** TASK REQUIREMENTS **
For the entries below, work out how many lines include the string "impl", then write only that number.

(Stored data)
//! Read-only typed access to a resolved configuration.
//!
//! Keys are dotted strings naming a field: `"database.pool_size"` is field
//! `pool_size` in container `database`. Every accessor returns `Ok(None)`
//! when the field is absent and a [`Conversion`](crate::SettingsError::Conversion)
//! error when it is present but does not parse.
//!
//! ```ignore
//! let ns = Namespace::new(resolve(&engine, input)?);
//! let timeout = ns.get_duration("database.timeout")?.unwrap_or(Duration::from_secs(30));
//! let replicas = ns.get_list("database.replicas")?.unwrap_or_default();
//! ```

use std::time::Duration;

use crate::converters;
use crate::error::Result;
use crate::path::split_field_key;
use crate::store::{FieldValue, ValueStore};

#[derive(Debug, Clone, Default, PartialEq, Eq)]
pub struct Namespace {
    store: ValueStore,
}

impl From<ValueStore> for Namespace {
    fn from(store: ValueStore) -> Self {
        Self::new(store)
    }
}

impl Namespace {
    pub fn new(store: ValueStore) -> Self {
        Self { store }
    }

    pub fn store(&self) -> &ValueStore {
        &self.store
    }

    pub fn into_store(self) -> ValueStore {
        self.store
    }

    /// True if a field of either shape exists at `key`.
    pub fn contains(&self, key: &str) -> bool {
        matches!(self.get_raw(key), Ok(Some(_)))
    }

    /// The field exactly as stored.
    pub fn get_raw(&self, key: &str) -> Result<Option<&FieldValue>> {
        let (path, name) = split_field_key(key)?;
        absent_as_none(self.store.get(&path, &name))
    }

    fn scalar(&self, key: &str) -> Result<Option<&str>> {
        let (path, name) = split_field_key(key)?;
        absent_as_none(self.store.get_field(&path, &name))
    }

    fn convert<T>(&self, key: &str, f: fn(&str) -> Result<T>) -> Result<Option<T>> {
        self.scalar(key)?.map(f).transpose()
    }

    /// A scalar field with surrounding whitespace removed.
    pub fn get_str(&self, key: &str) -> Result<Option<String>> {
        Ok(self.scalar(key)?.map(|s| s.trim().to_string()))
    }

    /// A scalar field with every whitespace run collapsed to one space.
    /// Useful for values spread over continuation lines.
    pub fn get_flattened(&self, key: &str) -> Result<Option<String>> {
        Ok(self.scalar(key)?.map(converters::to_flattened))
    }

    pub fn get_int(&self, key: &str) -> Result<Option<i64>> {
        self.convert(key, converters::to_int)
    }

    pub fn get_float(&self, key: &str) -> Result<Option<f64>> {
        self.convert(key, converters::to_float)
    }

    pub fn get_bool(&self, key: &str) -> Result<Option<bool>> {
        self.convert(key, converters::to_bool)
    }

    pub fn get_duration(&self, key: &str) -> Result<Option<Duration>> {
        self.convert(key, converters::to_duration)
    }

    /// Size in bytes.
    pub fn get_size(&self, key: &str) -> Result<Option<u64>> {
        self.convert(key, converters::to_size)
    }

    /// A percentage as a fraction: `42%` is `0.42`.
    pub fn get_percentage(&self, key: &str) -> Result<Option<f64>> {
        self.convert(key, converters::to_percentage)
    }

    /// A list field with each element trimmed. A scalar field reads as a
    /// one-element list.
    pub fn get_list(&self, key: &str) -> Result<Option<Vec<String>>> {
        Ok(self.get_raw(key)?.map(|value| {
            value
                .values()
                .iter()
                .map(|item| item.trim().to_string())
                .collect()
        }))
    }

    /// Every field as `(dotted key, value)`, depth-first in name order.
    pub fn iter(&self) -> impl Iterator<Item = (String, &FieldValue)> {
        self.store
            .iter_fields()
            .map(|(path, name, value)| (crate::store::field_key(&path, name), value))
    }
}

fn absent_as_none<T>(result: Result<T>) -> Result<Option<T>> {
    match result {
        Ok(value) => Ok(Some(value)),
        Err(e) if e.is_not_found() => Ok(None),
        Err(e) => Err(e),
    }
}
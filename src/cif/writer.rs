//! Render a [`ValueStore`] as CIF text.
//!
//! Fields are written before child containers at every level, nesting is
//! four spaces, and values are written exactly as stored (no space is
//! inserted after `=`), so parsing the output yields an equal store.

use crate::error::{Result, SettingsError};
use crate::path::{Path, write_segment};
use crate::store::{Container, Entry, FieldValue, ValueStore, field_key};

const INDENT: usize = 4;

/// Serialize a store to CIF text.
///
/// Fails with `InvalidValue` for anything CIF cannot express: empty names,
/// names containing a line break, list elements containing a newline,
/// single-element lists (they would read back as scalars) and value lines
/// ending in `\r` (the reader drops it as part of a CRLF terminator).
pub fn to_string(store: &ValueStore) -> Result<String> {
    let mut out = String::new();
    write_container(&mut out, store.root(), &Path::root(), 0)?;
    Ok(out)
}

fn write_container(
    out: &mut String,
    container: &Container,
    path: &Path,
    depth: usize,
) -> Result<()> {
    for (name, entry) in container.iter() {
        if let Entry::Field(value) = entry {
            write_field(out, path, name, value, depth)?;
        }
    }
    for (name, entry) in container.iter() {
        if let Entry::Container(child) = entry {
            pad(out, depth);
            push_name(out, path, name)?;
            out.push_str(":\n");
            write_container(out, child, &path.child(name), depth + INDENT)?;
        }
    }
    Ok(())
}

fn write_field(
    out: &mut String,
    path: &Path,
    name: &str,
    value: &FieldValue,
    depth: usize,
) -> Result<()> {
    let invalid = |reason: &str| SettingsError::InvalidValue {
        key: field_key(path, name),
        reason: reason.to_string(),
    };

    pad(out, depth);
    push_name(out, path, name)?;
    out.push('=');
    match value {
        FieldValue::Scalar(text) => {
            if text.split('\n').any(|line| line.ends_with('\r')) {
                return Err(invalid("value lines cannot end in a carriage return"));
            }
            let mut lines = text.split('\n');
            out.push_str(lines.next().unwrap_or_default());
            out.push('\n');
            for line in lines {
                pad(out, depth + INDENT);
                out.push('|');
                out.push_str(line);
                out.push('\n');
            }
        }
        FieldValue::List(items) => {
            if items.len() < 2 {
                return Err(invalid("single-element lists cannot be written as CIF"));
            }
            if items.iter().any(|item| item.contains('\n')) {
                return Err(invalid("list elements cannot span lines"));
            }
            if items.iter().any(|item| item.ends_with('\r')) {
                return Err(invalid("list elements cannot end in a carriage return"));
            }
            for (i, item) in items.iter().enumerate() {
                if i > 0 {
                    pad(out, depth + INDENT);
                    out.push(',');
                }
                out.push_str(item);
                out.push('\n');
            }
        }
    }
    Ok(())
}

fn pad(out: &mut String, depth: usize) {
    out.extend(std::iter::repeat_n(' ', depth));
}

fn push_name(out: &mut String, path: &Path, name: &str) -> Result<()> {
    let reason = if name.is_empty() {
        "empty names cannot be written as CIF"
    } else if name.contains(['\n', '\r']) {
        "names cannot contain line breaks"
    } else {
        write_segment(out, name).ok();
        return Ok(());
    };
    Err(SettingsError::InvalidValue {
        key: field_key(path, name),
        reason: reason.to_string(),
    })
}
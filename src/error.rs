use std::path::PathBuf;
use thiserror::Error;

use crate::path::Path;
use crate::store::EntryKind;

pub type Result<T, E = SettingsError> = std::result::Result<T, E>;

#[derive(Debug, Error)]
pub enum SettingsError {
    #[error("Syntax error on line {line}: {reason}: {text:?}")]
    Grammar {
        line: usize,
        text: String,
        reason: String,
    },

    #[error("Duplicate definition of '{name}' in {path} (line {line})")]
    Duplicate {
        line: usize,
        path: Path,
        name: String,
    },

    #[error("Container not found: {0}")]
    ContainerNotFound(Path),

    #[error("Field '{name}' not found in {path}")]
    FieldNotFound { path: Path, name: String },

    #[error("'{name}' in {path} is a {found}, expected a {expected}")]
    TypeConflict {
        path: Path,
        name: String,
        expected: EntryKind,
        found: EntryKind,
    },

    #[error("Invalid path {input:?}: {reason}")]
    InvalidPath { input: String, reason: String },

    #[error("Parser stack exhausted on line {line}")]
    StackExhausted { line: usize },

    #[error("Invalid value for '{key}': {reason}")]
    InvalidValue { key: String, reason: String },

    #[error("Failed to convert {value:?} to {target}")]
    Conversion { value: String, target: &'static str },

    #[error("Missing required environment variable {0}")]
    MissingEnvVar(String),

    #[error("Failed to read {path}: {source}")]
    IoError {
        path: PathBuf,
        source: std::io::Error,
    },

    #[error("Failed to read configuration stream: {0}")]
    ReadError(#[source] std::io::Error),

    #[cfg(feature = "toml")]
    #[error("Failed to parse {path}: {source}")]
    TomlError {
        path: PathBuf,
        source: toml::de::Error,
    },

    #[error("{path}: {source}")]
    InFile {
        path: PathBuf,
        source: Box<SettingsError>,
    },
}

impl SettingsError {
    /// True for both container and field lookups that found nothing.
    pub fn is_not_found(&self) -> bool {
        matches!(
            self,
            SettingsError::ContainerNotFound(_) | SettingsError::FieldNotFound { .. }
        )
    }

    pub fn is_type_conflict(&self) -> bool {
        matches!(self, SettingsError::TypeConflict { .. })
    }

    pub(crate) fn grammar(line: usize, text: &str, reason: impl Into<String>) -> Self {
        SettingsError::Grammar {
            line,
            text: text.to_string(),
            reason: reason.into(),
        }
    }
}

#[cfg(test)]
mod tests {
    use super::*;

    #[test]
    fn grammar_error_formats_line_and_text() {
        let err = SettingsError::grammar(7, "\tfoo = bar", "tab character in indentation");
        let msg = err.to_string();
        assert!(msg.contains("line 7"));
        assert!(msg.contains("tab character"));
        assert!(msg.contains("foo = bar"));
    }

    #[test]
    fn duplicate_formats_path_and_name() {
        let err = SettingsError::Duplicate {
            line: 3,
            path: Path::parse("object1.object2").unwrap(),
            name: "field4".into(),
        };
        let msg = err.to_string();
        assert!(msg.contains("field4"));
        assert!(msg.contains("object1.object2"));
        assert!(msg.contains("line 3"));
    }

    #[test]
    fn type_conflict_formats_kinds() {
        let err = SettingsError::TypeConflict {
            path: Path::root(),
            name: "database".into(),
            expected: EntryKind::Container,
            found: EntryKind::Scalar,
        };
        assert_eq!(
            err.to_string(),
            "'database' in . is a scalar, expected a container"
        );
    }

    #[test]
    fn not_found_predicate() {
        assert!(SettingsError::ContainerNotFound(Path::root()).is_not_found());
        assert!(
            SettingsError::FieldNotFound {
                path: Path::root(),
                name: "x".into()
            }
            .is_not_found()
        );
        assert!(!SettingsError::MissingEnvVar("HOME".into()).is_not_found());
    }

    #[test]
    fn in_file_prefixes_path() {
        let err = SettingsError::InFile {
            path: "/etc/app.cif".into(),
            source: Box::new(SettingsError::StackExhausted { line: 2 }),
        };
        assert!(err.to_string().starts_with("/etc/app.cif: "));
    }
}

** SOLUTION **
5